Emily Wilson - The Odyssey

 Wilson, E. (2017). The Odyssey (Homer). W. W. Norton & Company.


Caroline Alexander wrote a translation of the Iliad in 2015. However, it did not receive the public attention garnered by Emily Wilson whose translation of the Odyssey was published in 2017. Wilson wrote a long introduction explaining her rationale for her approach to the translation and its importance. She was widely interviewed and travelled to promote her book. 


She says in the introduction, and in her article in Homer’s Daughters (2019), that her approach to the translation is feminist. She felt a responsibility to provide a reliable version of Homer’s text to readers who have no Greek without continuing the assumptions about sex and gender embodied in male translations.

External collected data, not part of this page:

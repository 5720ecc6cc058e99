//! Destination spring-bone components.

use glam::Vec3;
use serde::{Deserialize, Serialize};

use crate::scene::NodeId;

/// Radius of the sphere a freshly created collider group starts with.
pub const DEFAULT_SPHERE_RADIUS: f32 = 0.1;

/// A sphere in the local space of the node owning its group.
#[derive(Debug, Clone, Copy, PartialEq, Serialize, Deserialize)]
pub struct SphereCollider {
    /// Center offset from the node origin.
    pub offset: Vec3,
    /// Sphere radius.
    pub radius: f32,
}

impl SphereCollider {
    /// Creates a sphere collider.
    pub fn new(offset: Vec3, radius: f32) -> Self {
        Self { offset, radius }
    }
}

/// Sphere colliders attached to one node.
///
/// A node owns at most one group, so groups are identified by their node.
#[derive(Debug, Clone, Default, PartialEq, Serialize, Deserialize)]
pub struct SpringBoneColliderGroup {
    /// The group's spheres.
    #[serde(default)]
    pub colliders: Vec<SphereCollider>,
}

impl SpringBoneColliderGroup {
    /// Creates a group holding `colliders`.
    pub fn new(colliders: Vec<SphereCollider>) -> Self {
        Self { colliders }
    }

    /// Creates a group the way a freshly added component starts: one sphere
    /// at the origin of [`DEFAULT_SPHERE_RADIUS`].
    pub fn with_default_collider() -> Self {
        Self::new(vec![SphereCollider::new(Vec3::ZERO, DEFAULT_SPHERE_RADIUS)])
    }
}

/// A spring-bone chain set.
#[derive(Debug, Clone, PartialEq, Serialize, Deserialize)]
pub struct SpringBone {
    /// Display comment, usually the chain's tag or root name.
    #[serde(default)]
    pub comment: String,
    pub stiffness_force: f32,
    pub gravity_power: f32,
    pub gravity_dir: Vec3,
    pub drag_force: f32,
    /// Roots of the simulated chains.
    pub root_bones: Vec<NodeId>,
    /// Collision radius of each simulated joint.
    pub hit_radius: f32,
    /// Nodes whose collider groups this spring bone collides with.
    #[serde(default)]
    pub collider_groups: Vec<NodeId>,
}

impl Default for SpringBone {
    fn default() -> Self {
        Self {
            comment: String::new(),
            stiffness_force: 1.0,
            gravity_power: 0.0,
            gravity_dir: Vec3::NEG_Y,
            drag_force: 0.4,
            root_bones: Vec::new(),
            hit_radius: 0.02,
            collider_groups: Vec::new(),
        }
    }
}
//! Collaborators notified of conversion side effects.
//!
//! A live scene instance wants every structural change recorded (for undo),
//! and every conversion ends by handing the destination to persistence.
//! Both are injected; the defaults do nothing.

use serde::Serialize;
use springport_rig::{Avatar, NodeId};

use crate::error::ConvertError;

/// A structural change to the destination scene.
#[derive(Debug, Clone, Copy, PartialEq, Eq, Hash, Serialize)]
#[serde(rename_all = "snake_case")]
pub enum Mutation {
    /// A node was created.
    AddNode,
    /// A collider group was attached.
    AddColliderGroup,
    /// An existing collider group gained spheres.
    ModifyColliderGroup,
    /// A collider group was removed.
    RemoveColliderGroup,
    /// A spring bone was attached.
    AddSpringBone,
    /// All spring bones on the node were removed.
    RemoveSpringBones,
}

/// Receives structural changes made to an instance avatar.
pub trait MutationObserver {
    /// Called once per change, after it is applied.
    fn record(&mut self, node: NodeId, mutation: Mutation);
}

/// Observer that ignores every change.
#[derive(Debug, Clone, Copy, Default)]
pub struct NoopObserver;

impl MutationObserver for NoopObserver {
    fn record(&mut self, _node: NodeId, _mutation: Mutation) {}
}

/// Observer that keeps every change in order.
#[derive(Debug, Clone, Default, PartialEq, Eq)]
pub struct MutationLog {
    pub entries: Vec<(NodeId, Mutation)>,
}

impl MutationLog {
    /// Creates an empty log.
    pub fn new() -> Self {
        Self::default()
    }

    /// Counts entries of one kind.
    pub fn count(&self, mutation: Mutation) -> usize {
        self.entries.iter().filter(|(_, m)| *m == mutation).count()
    }
}

impl MutationObserver for MutationLog {
    fn record(&mut self, node: NodeId, mutation: Mutation) {
        self.entries.push((node, mutation));
    }
}

/// Persists the converted destination avatar.
pub trait AssetSink {
    /// Saves the avatar. Called once, after all stages succeeded.
    fn save(&mut self, avatar: &Avatar) -> Result<(), ConvertError>;
}

/// Sink that keeps nothing.
#[derive(Debug, Clone, Copy, Default)]
pub struct NullSink;

impl AssetSink for NullSink {
    fn save(&mut self, _avatar: &Avatar) -> Result<(), ConvertError> {
        Ok(())
    }
}
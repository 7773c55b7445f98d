// ============================================================================
// Order Domain - Order list rules
// ============================================================================
//
// Everything here is synchronous and framework-free:
// - Value objects (StatusCode, status groups, sort, page size)
// - Filter state and its single setter
// - Selection eligibility rules and derived batch gates
// - Batch commands
// - Errors
//
// ============================================================================

pub mod value_objects;
pub mod filter;
pub mod eligibility;
pub mod commands;
pub mod errors;

// Re-export for convenience
pub use value_objects::*;
pub use filter::*;
pub use eligibility::*;
pub use commands::*;
pub use errors::*;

She wanted to explore the fissures within the text itself, the open elements since there are points within the Odyssey where the text seems to challenge or undermine its own set of values; there are ambiguities. In her article she presents her seven strategies for feminist translation practices, which she applies in her translation, and three passages from the Odyssey are discussed in detail: the description of Helen when Telemachus visits Sparta (Book 4), the hanging of the slave women, who were called maids or sluts in previous translations (Book 22); and the reunion of Penelope and Odysseus, specifically the test of their bed (Book 23). She compares her decisions to those of male translators.


She says feminist translation theory is an underdeveloped area of study. 


Wilson’s translation of the Iliad is being published in 2023.